◆ **EXERCISE INSTRUCTIONS**
Using the records that follow, count the lines containing the word "SystemTools" and give that number only.
===
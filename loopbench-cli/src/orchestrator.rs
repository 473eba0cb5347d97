//! Scenario Orchestration
//!
//! Runs scenarios one after another against a single device, writing
//! per-scenario artifacts and a combined summary.
//!
//! ```text
//!  for each scenario (table order)
//!  ┌──────────────────────────────────────────────────────────────┐
//!  │ OutputCapture ──> BenchmarkExecutor::run ──> results text    │
//!  │      │                 (profiling inside)        │           │
//!  │      └──────────── finish (join drain) <─────────┘           │
//!  │                            │                                 │
//!  │                            ▼                                 │
//!  │                  <name>_results.txt                          │
//!  └──────────────────────────────────────────────────────────────┘
//!                               │
//!                               ▼
//!                 summary.txt + summary.json + status table
//! ```
//!
//! Scenario-local failures (unknown pixel format, device errors, result
//! file write errors) are recorded in the status table and the run moves on.
//! Only configuration errors found before any device interaction, and
//! failures to create the output directory or write the summary, end the run.

use crate::capture::{OutputCapture, ScenarioOutput};
use crate::executor::{BenchmarkConfig, BenchmarkExecutor, build_run_meta, format_results};
use crate::scenarios::{BenchmarkScenario, select_scenarios};
use chrono::Utc;
use loopbench_core::PixelFormat;
use loopbench_report::{
    RunSummary, ScenarioRecord, ScenarioStatus, format_duration, generate_json_summary,
    generate_text_summary,
};
use std::io::{self, Write};
use std::path::{Path, PathBuf};
use std::time::Duration;
use thiserror::Error;

/// Run-level failures
#[derive(Debug, Error)]
pub enum RunError {
    /// Requested scenario is not in the table
    #[error("Unknown scenario: {0} (use -list to see available scenarios)")]
    ScenarioNotFound(String),

    /// Pixel format name not recognized (single mode)
    #[error("Unknown pixel format: {0} (expected MJPEG, YUYV or H264)")]
    UnknownFormat(String),

    /// Output directory could not be created
    #[error("Failed to create output directory {path}: {source}")]
    OutputDir {
        /// Directory path
        path: PathBuf,
        /// Underlying error
        source: io::Error,
    },

    /// A run-level artifact could not be written
    #[error("Failed to write {path}: {source}")]
    ArtifactWriteFailed {
        /// File path
        path: PathBuf,
        /// Underlying error
        source: io::Error,
    },

    /// Summary serialization failed
    #[error("Failed to serialize summary: {0}")]
    Serialize(#[from] serde_json::Error),

    /// Progress output or scenario capture failed
    #[error("I/O error: {0}")]
    Io(#[from] io::Error),
}
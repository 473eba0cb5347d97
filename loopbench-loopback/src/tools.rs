//! Host tool invocation
//!
//! Everything the provisioner does to the host goes through `HostTools`:
//! filesystem probes, the module loader and the generator process. The
//! production implementation shells out; tests substitute a recording fake.

use std::env;
use std::ffi::OsStr;
use std::fmt;
use std::io;
use std::os::unix::fs::PermissionsExt;
use std::path::{Path, PathBuf};
use std::process::{Child, Command, Stdio};
use std::time::Duration;

/// A host tool ran but reported failure
#[derive(Debug, Clone, PartialEq, Eq)]
pub struct ToolFailure {
    /// Exit code, if the tool exited normally
    pub status: Option<i32>,
    /// Combined stdout and stderr
    pub output: String,
}

impl fmt::Display for ToolFailure {
    fn fmt(&self, f: &mut fmt::Formatter<'_>) -> fmt::Result {
        match self.status {
            Some(code) => write!(f, "exit status {code}")?,
            None => write!(f, "terminated by signal")?,
        }
        let output = self.output.trim();
        if !output.is_empty() {
            write!(f, ": {output}")?;
        }
        Ok(())
    }
}

/// A running generator process
pub trait GeneratorProcess: Send {
    /// Process id
    fn id(&self) -> u32;

    /// Whether the process has already exited
    fn has_exited(&mut self) -> bool;

    /// Stop the process and reap it
    fn terminate(&mut self) -> io::Result<()>;
}

/// Host operations needed to provision a loopback device
pub trait HostTools: Send + Sync {
    /// Whether a filesystem entry exists at `path`
    fn path_exists(&self, path: &Path) -> bool;

    /// Locate an executable on `PATH`
    fn find_tool(&self, name: &str) -> Option<PathBuf>;

    /// Whether the kernel module can be loaded on this host
    fn module_available(&self, module: &str) -> bool;

    /// Load a kernel module with parameters
    fn load_module(&self, module: &str, params: &[String]) -> Result<(), ToolFailure>;

    /// Unload a kernel module
    fn unload_module(&self, module: &str) -> Result<(), ToolFailure>;

    /// Start the generator with its output discarded
    fn spawn_generator(
        &self,
        program: &Path,
        args: &[String],
    ) -> io::Result<Box<dyn GeneratorProcess>>;
}

/// `HostTools` backed by `modprobe`, `modinfo` and real child processes
#[derive(Debug, Default, Clone, Copy)]
pub struct SystemTools;

impl SystemTools {
    fn run_combined<I, S>(program: &str, args: I) -> Result<(), ToolFailure>
    where
        I: IntoIterator<Item = S>,
        S: AsRef<OsStr>,
    {
        let output = Command::new(program)
            .args(args)
            .stdin(Stdio::null())
            .output()
            .map_err(|e| ToolFailure {
                status: None,
                output: format!("failed to run {program}: {e}"),
            })?;

        if output.status.success() {
            return Ok(());
        }
        let mut combined = String::from_utf8_lossy(&output.stdout).into_owned();
        combined.push_str(&String::from_utf8_lossy(&output.stderr));
        Err(ToolFailure {
            status: output.status.code(),
            output: combined,
        })
    }
}

impl HostTools for SystemTools {
    fn path_exists(&self, path: &Path) -> bool {
        path.exists()
    }

    fn find_tool(&self, name: &str) -> Option<PathBuf> {
        let candidate = Path::new(name);
        if candidate.components().count() > 1 {
            return is_executable(candidate).then(|| candidate.to_path_buf());
        }
        let path = env::var_os("PATH")?;
        env::split_paths(&path)
            .map(|dir| dir.join(name))
            .find(|p| is_executable(p))
    }

    fn module_available(&self, module: &str) -> bool {
        Command::new("modinfo")
            .arg(module)
            .stdin(Stdio::null())
            .stdout(Stdio::null())
            .stderr(Stdio::null())
            .status()
            .map(|s| s.success())
            .unwrap_or(false)
    }

    fn load_module(&self, module: &str, params: &[String]) -> Result<(), ToolFailure> {
        Self::run_combined(
            "modprobe",
            std::iter::once(module).chain(params.iter().map(String::as_str)),
        )
    }

    fn unload_module(&self, module: &str) -> Result<(), ToolFailure> {
        Self::run_combined("modprobe", ["-r", module])
    }

    fn spawn_generator(
        &self,
        program: &Path,
        args: &[String],
    ) -> io::Result<Box<dyn GeneratorProcess>> {
        let child = Command::new(program)
            .args(args)
            .stdin(Stdio::null())
            .stdout(Stdio::null())
            .stderr(Stdio::null())
            .spawn()?;
        Ok(Box::new(ChildGenerator { child }))
    }
}

fn is_executable(path: &Path) -> bool {
    path.metadata()
        .map(|m| m.is_file() && m.permissions().mode() & 0o111 != 0)
        .unwrap_or(false)
}

/// Send SIGTERM to a process. Returns `Err` if the signal could not be delivered.
fn send_sigterm(pid: u32) -> Result<(), io::Error> {
    let ret = unsafe { libc::kill(pid as libc::pid_t, libc::SIGTERM) };
    if ret == -1 {
        Err(io::Error::last_os_error())
    } else {
        Ok(())
    }
}

struct ChildGenerator {
    child: Child,
}

impl GeneratorProcess for ChildGenerator {
    fn id(&self) -> u32 {
        self.child.id()
    }

    fn has_exited(&mut self) -> bool {
        !matches!(self.child.try_wait(), Ok(None))
    }

    fn terminate(&mut self) -> io::Result<()> {
        if !self.has_exited() {
            // Graceful: SIGTERM first so ffmpeg releases the device, then SIGKILL
            let _ = send_sigterm(self.child.id());
            for _ in 0..10 {
                std::thread::sleep(Duration::from_millis(20));
                if self.has_exited() {
                    break;
                }
            }
            if !self.has_exited() {
                self.child.kill()?;
            }
        }
        // Reaping an already reaped child is not an error worth reporting
        let _ = self.child.wait();
        Ok(())
    }
}

impl Drop for ChildGenerator {
    fn drop(&mut self) {
        let _ = self.terminate();
    }
}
===
◆ **PROBLEM SOLUTION**
3